Michigan State

1954 Spartans
(Authentic Reproduction)



After the 1953 season, Michigan State's probation was declared over and Hugh "Duffy" Daugherty stepped up from assistant to head coach. He had been team captain at Syracuse, entered the military service where he won a Bronze Star for heroic combat duty in World War II, then became Munn's assistant upon his termination of service. He followed Munn to Michigan State in 1947 and stepped up to the head post in 1954. His first staff is still considered one of the finest in all of college football: Sonny Gradelius, Dan Devine, Bob Devaney, future Houston head coach Bill Yeoman, former Spartan great guard Don Mason, and Bart Smith. All Everything LeRoy Bolden injured a leg in the final pre-season practice and never truly recovered his previous skills. He finished his State career and after a few years of military service went to the Browns as a kick returner and running back. The opener was a loss to Iowa as the Spartans came out in their usual Kelly green helmets. However, for the October 2nd game against Wisconsin and the October 9th game against Indiana, Duffy put the team in white helmets with a Kelly green one-inch center stripe. He split those two games but lost his first three of four by a total of eleven points, setting the stage for a disastrous 3-6 record, with all but the Wisconsin and Indiana games played in the green helmet. The finale featured a young fullback by the name of Clarence Peaks who showed great ability by gaining 150 yards on only six carries! Guard and LB Hank Bullough later became a long-time college and NFL coach, given credit by many for introducing and refining the 3-4 defense and was the Bills' head coach for two seasons. At one point, a frustrated Munn burst into a coaches' meeting to berate the staff. Duffy established his authority as head coach by throwing Munn out but their father-son type of relationship was over and this would be the beginning of ill will between the two that would surface years later. 

In 1955, still wearing the Kelly green shell with white one-inch center stripe, Duffy had a more "typically Michigan State" season with a 9-1 finish and the only loss a 14-7 squeaker against Michigan. QB Morrall, coming off of a poor '54 and missing spring ball time while playing baseball, shocked the nation by excelling as a consensus All American QB with top passing and punting statistics. His pro career was stellar, starting as the Forty Niners first-round choice and moving between starting and second-string QB who led teams to titles and Super Bowls. He spent twenty-one seasons with San Francisco, Pittsburgh, New York Giants, Baltimore, and Miami and was always a reliable leader. All Big Ten honors were bestowed upon FB Gerry Planutis who played in '56 with the Redskins, and linemates Norm Masters, a key to Lombardi's Green Bay offensive lines through 1964, and captain Buck Nystrom while John "Big Thunder" Lewis was a frightening end. Sophs QB Jim Ninowski and Walt "The Sprinting Blacksmith" Kowalczyk added offensive punch while center/LB Dan Currie was super when he received a chance to play. Gary Lowe doubled at DB and FB, becoming one of the Detroit Lions key defensive players into the 1960's, and Peaks was often unstoppable. The formidable team needed Ohio State to defeat Michigan and technically win the Big Ten title so that the Spartans, now representing Michigan State University having shed its college designation, could get the Rose Bowl bid where it defeated UCLA 17-14 in a heart stopper. Daugherty was National College Coach Of The Year and it seemed as if the number-two ranked Spartans were again in dynasty mode.

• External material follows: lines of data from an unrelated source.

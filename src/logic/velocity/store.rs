//! Velocity Store
//!
//! Async read/write interface plus the sharded in-memory implementation.
//! Writes for one subject only ever take that subject's shard lock.

use std::collections::HashMap;
use std::time::Duration;

use async_trait::async_trait;
use chrono::{DateTime, Utc};
use parking_lot::Mutex;
use rand::Rng;

use crate::error::{RiskError, VelocityError};

use super::buckets::SubjectState;
use super::types::{Observation, Subject, SubjectAggregates};

// ============================================================================
// TRAIT
// ============================================================================

/// Backing store for per-subject velocity aggregates
#[async_trait]
pub trait VelocityStore: Send + Sync {
    /// Aggregates for every window, evaluated as of `as_of`
    async fn aggregates(
        &self,
        subject: &Subject,
        as_of: DateTime<Utc>,
    ) -> Result<SubjectAggregates, VelocityError>;

    /// Record a scored transaction against all subjects it touches
    async fn observe(&self, observation: &Observation) -> Result<(), VelocityError>;
}

// ============================================================================
// IN-MEMORY SHARDED STORE
// ============================================================================

type Shard = Mutex<HashMap<Subject, SubjectState>>;

/// Sharded in-process store. Subjects are spread over shards by CRC32 of
/// their key, so writers for different subjects rarely contend.
pub struct InMemoryVelocityStore {
    shards: Vec<Shard>,
}

impl InMemoryVelocityStore {
    pub fn new(shards: usize) -> Self {
        let shards = shards.max(1);
        Self {
            shards: (0..shards).map(|_| Mutex::new(HashMap::new())).collect(),
        }
    }

    fn shard(&self, subject: &Subject) -> &Shard {
        let hash = crc32fast::hash(subject.key().as_bytes()) as usize;
        &self.shards[hash % self.shards.len()]
    }

    /// Drop subjects with nothing left in their longest window.
    /// Returns the number of subjects removed.
    pub fn purge_expired(&self, as_of: DateTime<Utc>) -> usize {
        let mut removed = 0;
        for shard in &self.shards {
            let mut map = shard.lock();
            let before = map.len();
            map.retain(|_, state| !state.is_expired(as_of));
            removed += before - map.len();
        }
        if removed > 0 {
            tracing::debug!(removed, "Purged expired velocity subjects");
        }
        removed
    }

    /// Number of tracked subjects
    pub fn len(&self) -> usize {
        self.shards.iter().map(|s| s.lock().len()).sum()
    }

    pub fn is_empty(&self) -> bool {
        self.len() == 0
    }
}

impl Default for InMemoryVelocityStore {
    fn default() -> Self {
        Self::new(crate::constants::DEFAULT_VELOCITY_SHARDS)
    }
}

#[async_trait]
impl VelocityStore for InMemoryVelocityStore {
    async fn aggregates(
        &self,
        subject: &Subject,
        as_of: DateTime<Utc>,
    ) -> Result<SubjectAggregates, VelocityError> {
        let map = self.shard(subject).lock();
        Ok(map
            .get(subject)
            .map(|state| state.aggregates(as_of))
            .unwrap_or_default())
    }

    async fn observe(&self, observation: &Observation) -> Result<(), VelocityError> {
        for (subject, secondary) in observation.subjects() {
            let mut map = self.shard(&subject).lock();
            map.entry(subject)
                .or_insert_with(|| SubjectState::new(observation.timestamp))
                .record(observation.timestamp, observation.amount, secondary);
        }
        Ok(())
    }
}

// ============================================================================
// RETRY
// ============================================================================

/// Short retry budget for velocity reads
#[derive(Debug, Clone, Copy)]
pub struct RetryPolicy {
    /// Retries after the first attempt
    pub retries: u32,
    /// Base backoff; attempt n waits base * 2^n plus up to base of jitter
    pub backoff: Duration,
}

impl RetryPolicy {
    pub fn new(retries: u32, backoff: Duration) -> Self {
        Self { retries, backoff }
    }

    fn delay(&self, attempt: u32) -> Duration {
        let base = self.backoff.as_micros() as u64;
        let exp = base.saturating_mul(1u64 << attempt.min(8));
        let jitter = if base > 0 {
            rand::thread_rng().gen_range(0..=base)
        } else {
            0
        };
        Duration::from_micros(exp + jitter)
    }
}

impl Default for RetryPolicy {
    fn default() -> Self {
        Self {
            retries: crate::constants::DEFAULT_VELOCITY_RETRIES,
            backoff: Duration::from_millis(crate::constants::DEFAULT_VELOCITY_BACKOFF_MS),
        }
    }
}

/// Read with retries. Exhaustion is the one failure surfaced to callers.
pub async fn aggregates_with_retry(
    store: &dyn VelocityStore,
    subject: &Subject,
    as_of: DateTime<Utc>,
    policy: RetryPolicy,
) -> Result<SubjectAggregates, RiskError> {
    let mut attempt = 0;
    loop {
        match store.aggregates(subject, as_of).await {
            Ok(aggs) => return Ok(aggs),
            Err(e) if attempt < policy.retries => {
                tracing::debug!(subject = %subject.kind, attempt, error = %e, "Velocity read failed, retrying");
                tokio::time::sleep(policy.delay(attempt)).await;
                attempt += 1;
            }
            Err(e) => {
                tracing::error!(subject = %subject.kind, attempts = attempt + 1, error = %e, "Velocity store unavailable");
                return Err(RiskError::VelocityUnavailable {
                    attempts: attempt + 1,
                    source: e,
                });
            }
        }
    }
}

No stranger to success, Earl Morrall was the center of a recruiting war between Michigan State and Notre Dame after leading his Muskegon, Michigan High School team to the 1951 State Championship. Spartan coach Biggie Munn made sure that Earl remained in-state and he shared the QB duties with senior Tom Yewcic while leading State to the National Championship in 1953, his sophomore season. After the Spartans' poor 3-6 showing in 1954 and his decision to play baseball rather than participate in spring football practice, Morrall was considered a long shot to retain his starting role as a senior but he surprised all observers by having an All American season and emerging as one of the country's best players. He entered the NFL as the Forty Niners first-round choice and set off on a twenty-one year saga, one that earned him the "left-handed compliment" moniker of "The Greatest Back-up Quarterback In NFL History". A year with San Francisco, a year with the Steelers, going to the Lions for Bobby Layne led to his best year in '63 as he threw for twenty-four TD's. He had an excellent year in '65 with the Giants and relegated to back-up duty, went to the Colts in 1968. Coming off the bench he led them to a 13-1 record and the infamous Super Bowl III loss to the NY Jets but he re-emerged as a great in 1970, again coming off the bench to take the Colts to Super Bowl victory over the Cowboys. In '72 he was a Dolphin and after a 4-0 start, took over the team for the injured starter Bob Griese and was AFC Player Of The Year and NFL Comeback Player Of The Year for his great season, taking the Dolphins to an undefeated season's record and into the playoff rounds where the recovered Griese took over. Finally, Morrall retired after the '76 season, having secured his place in football history.